El arma secreta de Sonic. La película —al margen de unas set pièces pedestres pero sorprendentemente fieles al lenguaje del videojuego— se extrae en efecto de esta compresión de la iconografía de toda una década y es, cómo no, el Robotnik interpretado por Jim Carrey. En una película tan sujeta a la plantilla como todos esos blockbusters que no tienen otra cosa mejor que hacer que escuchar a los fans para ajustar riesgos —como son, actualmente, la gran mayoría de los que pueblan las carteleras—, es sumamente refrescante que hayan dejado a Carrey hacer lo que le dé la gana, contagiando al film de un bienvenido sentido de la anarquía que alcanza su highlight en la larga secuencia donde, sin motivo aparente, arranca a bailar. Por mucho que su carrera actual haya alcanzado un grado de introspección ajeno a los contorsionismos que le llevaron a la fama, el humorista se aferra a esta nueva oportunidad para demostrar que, por mucho dibujo animado o ente CGI con el que se mida, nada resultará tan impactante como verle girar violentamente la cabeza. O arquear las cejas. O vacilar de intelecto privilegiado ante cada uno de los bondadosos personajes con los que se topa.

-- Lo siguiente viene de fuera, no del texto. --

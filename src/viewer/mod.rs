//! ==============================================================================
//! viewer - live terminal dashboard
//! ==============================================================================
//!
//! purpose:
//!     connects to a host, calibrates an acceleration baseline, then charts
//!     the deviation of one axis while latching the other instruments.
//!
//! tasks (all stop on one CancellationToken):
//!
//! ```text
//!     connector receive loop ──► ViewState ◄── key reader (blocking pool)
//!                                    │
//!                           render loop (fixed frame)
//!
//!     supervisor: polls the connector and reconnects after a loss
//! ```
//!
//! ==============================================================================

pub mod input;
pub mod render;
pub mod state;

use std::io::{self, Write};
use std::sync::Arc;

use anyhow::Context;
use crossterm::{
    cursor::{Hide, Show},
    execute,
    terminal::{self, EnterAlternateScreen, LeaveAlternateScreen},
};
use tokio::time::MissedTickBehavior;
use tokio_util::sync::CancellationToken;

use crate::config::{ChartConfig, TimingConfig, ViewerConfig};
use crate::connector::Connector;
use crate::domain::Snapshot;

use render::LinkStatus;
use state::{lock, SharedState, ViewState};

/// raw mode + alternate screen for as long as it lives
struct TerminalGuard;

impl TerminalGuard {
    fn enter() -> anyhow::Result<Self> {
        terminal::enable_raw_mode().context("Failed to enable raw mode")?;
        let mut stdout = io::stdout();
        if let Err(e) = execute!(stdout, EnterAlternateScreen, Hide) {
            let _ = terminal::disable_raw_mode();
            return Err(e).context("Failed to enter alternate screen");
        }
        Ok(Self)
    }
}

impl Drop for TerminalGuard {
    fn drop(&mut self) {
        let _ = execute!(io::stdout(), LeaveAlternateScreen, Show);
        let _ = terminal::disable_raw_mode();
    }
}

/// run the viewer until `cancel` fires or the user quits
pub async fn run(config: ViewerConfig, cancel: CancellationToken) -> anyhow::Result<()> {
    let state = ViewState::shared(config.chart.capacity);
    let connector = Arc::new(Connector::new(config.server.url(), {
        let state = Arc::clone(&state);
        move |snapshot: Snapshot| lock(&state).ingest(&snapshot)
    }));

    println!("Connecting to {}...", connector.url());
    if !connect_with_retry(&connector, &config.timing, &cancel).await {
        return Ok(());
    }
    println!("Connected!");

    println!("Collecting baseline for {}ms...", config.timing.calibration_ms);
    tokio::select! {
        _ = cancel.cancelled() => {
            close(&connector, &config.timing).await;
            return Ok(());
        }
        _ = tokio::time::sleep(config.timing.calibration()) => {}
    }

    let (reference, collected) = {
        let mut state = lock(&state);
        let collected = state.baseline().collected();
        (state.calibrate(), collected)
    };
    if collected == 0 {
        println!("No baseline data received. Using zero baseline.");
    } else {
        println!(
            "Baseline from {} samples: X={:.3}g Y={:.3}g Z={:.3}g",
            collected, reference.x, reference.y, reference.z
        );
    }
    tracing::info!("[VIEWER] Baseline {:?} from {} samples", reference, collected);

    let guard = TerminalGuard::enter()?;

    let renderer = tokio::spawn(render_loop(
        Arc::clone(&state),
        Arc::clone(&connector),
        config.timing.clone(),
        config.chart.clone(),
        cancel.clone(),
    ));
    let keys = tokio::task::spawn_blocking({
        let state = Arc::clone(&state);
        let cancel = cancel.clone();
        let tick = config.timing.poll();
        move || input::read_keys(state, cancel, tick)
    });

    supervise(&connector, &config.timing, &cancel).await;

    let _ = renderer.await;
    let _ = keys.await;
    drop(guard);

    close(&connector, &config.timing).await;
    println!("Disconnected.");
    Ok(())
}

/// keep trying until connected; false when cancelled first
async fn connect_with_retry(connector: &Connector, timing: &TimingConfig, cancel: &CancellationToken) -> bool {
    loop {
        let attempt = tokio::select! {
            _ = cancel.cancelled() => return false,
            attempt = connector.connect() => attempt,
        };
        match attempt {
            Ok(()) => return true,
            Err(e) => {
                eprintln!(
                    "Cannot reach {}: {}. Retrying in {:.1}s...",
                    connector.url(),
                    e,
                    timing.retry().as_secs_f64()
                );
                tracing::warn!("[VIEWER] Connect failed: {}", e);
            }
        }
        tokio::select! {
            _ = cancel.cancelled() => return false,
            _ = tokio::time::sleep(timing.retry()) => {}
        }
    }
}

/// poll the link and reconnect on loss until cancelled
pub async fn supervise(connector: &Connector, timing: &TimingConfig, cancel: &CancellationToken) {
    loop {
        tokio::select! {
            _ = cancel.cancelled() => break,
            _ = tokio::time::sleep(timing.poll()) => {}
        }
        if connector.is_connected() {
            continue;
        }

        tracing::warn!("[VIEWER] Connection lost, reconnecting to {}", connector.url());
        let attempt = tokio::select! {
            _ = cancel.cancelled() => break,
            attempt = connector.connect() => attempt,
        };
        if let Err(e) = attempt {
            tracing::warn!("[VIEWER] Reconnect failed: {}", e);
            tokio::select! {
                _ = cancel.cancelled() => break,
                _ = tokio::time::sleep(timing.retry()) => {}
            }
        }
    }
}

async fn render_loop(
    state: SharedState,
    connector: Arc<Connector>,
    timing: TimingConfig,
    chart: ChartConfig,
    cancel: CancellationToken,
) {
    let mut frames = tokio::time::interval(timing.frame());
    frames.set_missed_tick_behavior(MissedTickBehavior::Skip);
    let mut stdout = io::stdout();

    loop {
        tokio::select! {
            _ = cancel.cancelled() => break,
            _ = frames.tick() => {}
        }

        let width = terminal::size().map(|(w, _)| w as usize).unwrap_or(80);
        let link = if connector.is_connected() { LinkStatus::Connected } else { LinkStatus::Reconnecting };
        let lines = render::render_frame(&lock(&state), link, width, &chart);

        if let Err(e) = render::paint(&mut stdout, &lines) {
            tracing::error!("[VIEWER] Paint failed: {}", e);
            cancel.cancel();
            break;
        }
    }

    let _ = stdout.flush();
}

async fn close(connector: &Connector, timing: &TimingConfig) {
    if let Err(e) = connector.disconnect(timing.disconnect_timeout()).await {
        tracing::warn!("[VIEWER] Disconnect: {}", e);
    }
}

Asistir a un recital de Jim Carrey pasado de rosca es, incluso en 2020, asistir al mayor espectáculo de pirotecnia humorística con el que podemos soñar, y tal es la potencia que atesora cada segundo que devora en pantalla que casi podríamos omitir el resto de aciertos que contiene Sonic. La película. Que, honestamente, no son más de los que le permite el rígido esquema al que se ajusta, ejecutado con una previsibilidad absoluta en la que subyace, sin embargo, cierta noción existencialista de lo efímero. Los guiños que Sonic quiere hacer a la generación Z puede que sintonicen con el público infantil —la fórmula está más que probada—, pero al mismo tiempo lo confirman como una criatura atrapada en el tiempo a la que sólo una coyuntura tan ahogada en el posmodernismo y la crisis creativa como la nuestra podría haber traído de vuelta. En 1997 Los Simpson acabaron con Poochie de un modo tan ridículo y automático como había sido creado en primer lugar, enviándolo de vuelta a “su planeta”. En 2020 no es ya que ni siquiera Los Simpson sirvan para cachondearse de estas cosas; es que probablemente Poochie estaría protagonizando su propio spin-off.